A little education can go a long way.
Women: show your partner this article, and then work up the courage to spell out what you want—before, during and after your next sexual encounter.
Partners: If you want to satisfy your female partner sexually, do the following:
- Let her know you are eager to give her pleasure.
- Ask her to talk you through what feels good—and what doesn’t.
- Give her all the time she needs.
- If you get tired, take a break.
- Do everything you can to help her relax.
- Show her you are enjoying the experience through words, noises and body language
8,000 Nerve Endings
The clitoris has over 8,000 nerve endings, most of which are found in the bud-like glans at the top of the vulva.
To stimulate them, try moving your tongue back and forth or up and down over the glans.
You will know if she is enjoying it by her body reaction and the noises she is making.

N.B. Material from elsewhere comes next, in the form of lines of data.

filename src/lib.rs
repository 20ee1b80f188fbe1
//! Mycelia AI: knowledge-management scaffold.
//!
//! The working part is [`botany`], an in-memory plant lookup service built
//! from a semicolon-delimited CSV. [`components`] holds the platform sketches
//! (registry, ingestion pipeline, knowledge graph) that will wire it up.

pub mod botany;
pub mod components;
pub mod config;
pub mod error;

pub use botany::{default_database, BotanyDatabase, Measure, PhFilter, PlantQuery, PlantRecord};
pub use components::{ComponentRegistry, DataIngestionPipeline, KnowledgeGraph};
pub use config::BotanyConfig;
pub use error::{BotanyError, Result};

If she isn’t responding, take a break and ask her what she would like you to do differently.
Finding the G-Spot
With her permission, try putting a finger in her vagina and hooking it in a “come here” motion. This can help you access the fabled G-spot behind the pubic bone. Gently sliding a finger or two in and out while attending to the clitoris can be especially pleasurable.
Try a Toy
Instead of a finger, you can use a G-spot wand to penetrate the vagina, while using your mouth, fingers or a vibrator on the clitoris.

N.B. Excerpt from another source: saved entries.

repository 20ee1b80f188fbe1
pub mod panels;
pub mod plot;
pub mod table;
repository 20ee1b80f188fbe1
mod app;
mod color;
mod state;
mod ui;

use app::MyceliaApp;
use eframe::egui;

fn main() -> eframe::Result {
    env_logger::init();

    let options = eframe::NativeOptions {
        viewport: egui::ViewportBuilder::default()
            .with_inner_size([1280.0, 800.0])
            .with_min_inner_size([720.0, 480.0]),
        ..Default::default()
    };

    eframe::run_native(
        "Mycelia AI – Plant Browser",
        options,
        Box::new(|_cc| Ok(Box::new(MyceliaApp::default()))),
    )
}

Female sex toys are specifically designed to access the G-spot. Massage the G-spot while using your mouth on the clitoris.
When applying a vibrator to the glans, massage in the same consistent motion you used with your tongue.
You can use your mouth too. Try penetration with the tongue or gently stimulating the very bottom of the vaginal opening, where there are more pleasurable nerve endings.
Talk it Over
Check in with each other after the sexual encounter is over. Talk, cuddle, and provide emotional attention. There is more to intimacy than sex.
P.S. for Women
If you aren’t sure what you like, or are too embarrassed to ask for it, a local sex therapist may be able to help.
Don’t feel self-conscious if it takes you a long time to orgasm. As the humorist Dave Barry once joked, “As a rule, women would like to devote as much time to foreplay and the sex act as men would like to devote to foreplay, the sex act, and building a garage.”
Men and women are just built differently. For a satisfactory sex life, you need to be able to express your needs and desires. It can take time to feel comfortable talking about a desire for oral sex, but it will be worth it.
P.S. for Partners
If you are unsure of how to pleasure your female partner, a local couples counselor can help you build confidence.
There is no topic too embarrassing to bring up in sex therapy. We have seen it all and want to help you build a healthy sex life.